[Problem to work on]:
Across the records below, count the lines that contain "JsonRejection" and write down only the count.

[Data supplied]:
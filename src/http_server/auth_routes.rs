//! Auth HTTP Routes
//!
//! Login, logout and session verification. The session token is only ever
//! handed out as a cookie.

use std::sync::Arc;

use axum::{
    extract::{rejection::JsonRejection, Json, State},
    http::{header::SET_COOKIE, HeaderMap},
    response::IntoResponse,
    routing::{get, post},
    Router,
};
use chrono::Utc;
use serde::Serialize;

use super::cookies::{cleared_session_cookie, session_cookie, session_token};
use super::errors::ApiError;
use super::state::{require_identity, AppState};
use crate::auth::Credentials;

/// Auth routes with shared state
pub fn auth_routes(state: Arc<AppState>) -> Router {
    Router::new()
        .route("/login", post(login_handler))
        .route("/logout", post(logout_handler))
        .route("/verify", get(verify_handler))
        .with_state(state)
}

// ==================
// Response Types
// ==================

#[derive(Debug, Serialize)]
pub struct LoginResponse {
    pub success: bool,
    pub username: String,
}

#[derive(Debug, Serialize)]
pub struct VerifyResponse {
    pub authenticated: bool,
    pub username: String,
}

#[derive(Debug, Serialize)]
pub struct SuccessResponse {
    pub success: bool,
}

// ==================
// Handlers
// ==================

/// Login handler
async fn login_handler(
    State(state): State<Arc<AppState>>,
    payload: Result<Json<Credentials>, JsonRejection>,
) -> Result<impl IntoResponse, ApiError> {
    let Json(credentials) = payload?;
    let (token, identity) = state.identity.authenticate(&credentials)?;

    let cookie = session_cookie(
        &token.value,
        token.expires_at - Utc::now(),
        state.secure_cookie(),
    );

    Ok((
        [(SET_COOKIE, cookie.to_string())],
        Json(LoginResponse {
            success: true,
            username: identity.username().to_string(),
        }),
    ))
}

/// Logout handler
async fn logout_handler(
    State(state): State<Arc<AppState>>,
    headers: HeaderMap,
) -> Result<impl IntoResponse, ApiError> {
    let identity = require_identity(&state, &headers)?;

    if let Some(token) = session_token(&headers) {
        state.identity.invalidate(&token);
    }
    tracing::info!(username = identity.username(), "Admin logged out");

    Ok((
        [(
            SET_COOKIE,
            cleared_session_cookie(state.secure_cookie()).to_string(),
        )],
        Json(SuccessResponse { success: true }),
    ))
}

/// Session check
async fn verify_handler(
    State(state): State<Arc<AppState>>,
    headers: HeaderMap,
) -> Result<Json<VerifyResponse>, ApiError> {
    let identity = require_identity(&state, &headers)?;

    Ok(Json(VerifyResponse {
        authenticated: true,
        username: identity.username().to_string(),
    }))
}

[Reply to the task]:
2